Top of Data excerpts

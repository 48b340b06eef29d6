//! Fall-alert feed from the detection server.
//!
//! Two transports deliver the same reports: a WebSocket the server pushes
//! into, and an HTTP endpoint polled on an interval. [`AlertTransport::select`]
//! picks one per session. Either way every event goes through the
//! [`Deduplicator`] before it reaches the aggregator.

pub mod dedup;
mod poll;
mod push;

pub use dedup::Deduplicator;
pub use poll::{HttpStatusFetcher, PollTransport, StatusFetcher};
pub use push::PushTransport;

use crate::config::{AlertConfig, AlertMode};
use crate::error::Result;
use crate::state::{AlertEvent, StateUpdate};
use log::{info, warn};
use serde::Deserialize;
use tokio::sync::mpsc;
use tokio_util::sync::CancellationToken;

/// Fall status as reported by the detection server.
#[derive(Debug, Clone, PartialEq, Deserialize)]
pub struct FallReport {
    pub fall: bool,
    #[serde(default)]
    pub confidence: Option<f64>,
    /// Server time of the detection, seconds since the epoch.
    #[serde(default)]
    pub timestamp: Option<f64>,
}

/// De-duplicating front of the aggregator channel.
pub struct AlertSink {
    dedup: Deduplicator,
    updates: mpsc::Sender<StateUpdate>,
}

impl AlertSink {
    pub fn new(updates: mpsc::Sender<StateUpdate>) -> Self {
        Self {
            dedup: Deduplicator::new(),
            updates,
        }
    }

    /// Forward `event` if it advances the watermark.
    ///
    /// Returns `false` once the session is shutting down, which tells the
    /// transport to stop.
    pub async fn deliver(&mut self, event: AlertEvent, cancel: &CancellationToken) -> bool {
        if !self.dedup.accept(&event) {
            return true;
        }

        info!("[Alert] {}", event.message);
        tokio::select! {
            _ = cancel.cancelled() => false,
            sent = self.updates.send(StateUpdate::Alert(event)) => sent.is_ok(),
        }
    }
}

/// The transport chosen for a session.
pub enum AlertTransport {
    Push(PushTransport),
    Poll(PollTransport),
}

impl AlertTransport {
    /// Pick a transport for `config.mode`.
    ///
    /// `Auto` tries to open the push socket within `probe_timeout` and keeps
    /// it open on success; any failure falls back to polling.
    pub async fn select(config: &AlertConfig) -> Result<Self> {
        match config.mode {
            AlertMode::Push => Ok(Self::Push(PushTransport::new(config.push_url.clone()))),
            AlertMode::Poll => Ok(Self::Poll(PollTransport::http(
                config.status_url.clone(),
                config.poll_interval,
            )?)),
            AlertMode::Auto => {
                let probe = tokio::time::timeout(
                    config.probe_timeout,
                    PushTransport::connect(config.push_url.clone()),
                )
                .await;

                match probe {
                    Ok(Ok(push)) => Ok(Self::Push(push)),
                    Ok(Err(e)) => {
                        warn!("[Alert] Push socket unavailable ({}), polling instead", e);
                        Self::fallback(config)
                    }
                    Err(_) => {
                        warn!(
                            "[Alert] Push socket did not answer within {:?}, polling instead",
                            config.probe_timeout
                        );
                        Self::fallback(config)
                    }
                }
            }
        }
    }

    fn fallback(config: &AlertConfig) -> Result<Self> {
        Ok(Self::Poll(PollTransport::http(
            config.status_url.clone(),
            config.poll_interval,
        )?))
    }

    /// The effective mode, never `Auto`.
    pub fn mode(&self) -> AlertMode {
        match self {
            Self::Push(_) => AlertMode::Push,
            Self::Poll(_) => AlertMode::Poll,
        }
    }

    pub async fn run(self, updates: mpsc::Sender<StateUpdate>, cancel: CancellationToken) {
        let sink = AlertSink::new(updates);
        match self {
            Self::Push(push) => push.run(sink, cancel).await,
            Self::Poll(poll) => poll.run(sink, cancel).await,
        }
    }
}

Bottom of Data excerpts

Extract, please, the lines from the start of the entries above through the one with "use tokio::sync::mpsc;", both included, reproducing each exactly and adding nothing.

repository 48b340b06eef29d6
//! Fall-alert feed from the detection server.
//!
//! Two transports deliver the same reports: a WebSocket the server pushes
//! into, and an HTTP endpoint polled on an interval. [`AlertTransport::select`]
//! picks one per session. Either way every event goes through the
//! [`Deduplicator`] before it reaches the aggregator.

pub mod dedup;
mod poll;
mod push;

pub use dedup::Deduplicator;
pub use poll::{HttpStatusFetcher, PollTransport, StatusFetcher};
pub use push::PushTransport;

use crate::config::{AlertConfig, AlertMode};
use crate::error::Result;
use crate::state::{AlertEvent, StateUpdate};
use log::{info, warn};
use serde::Deserialize;
use tokio::sync::mpsc;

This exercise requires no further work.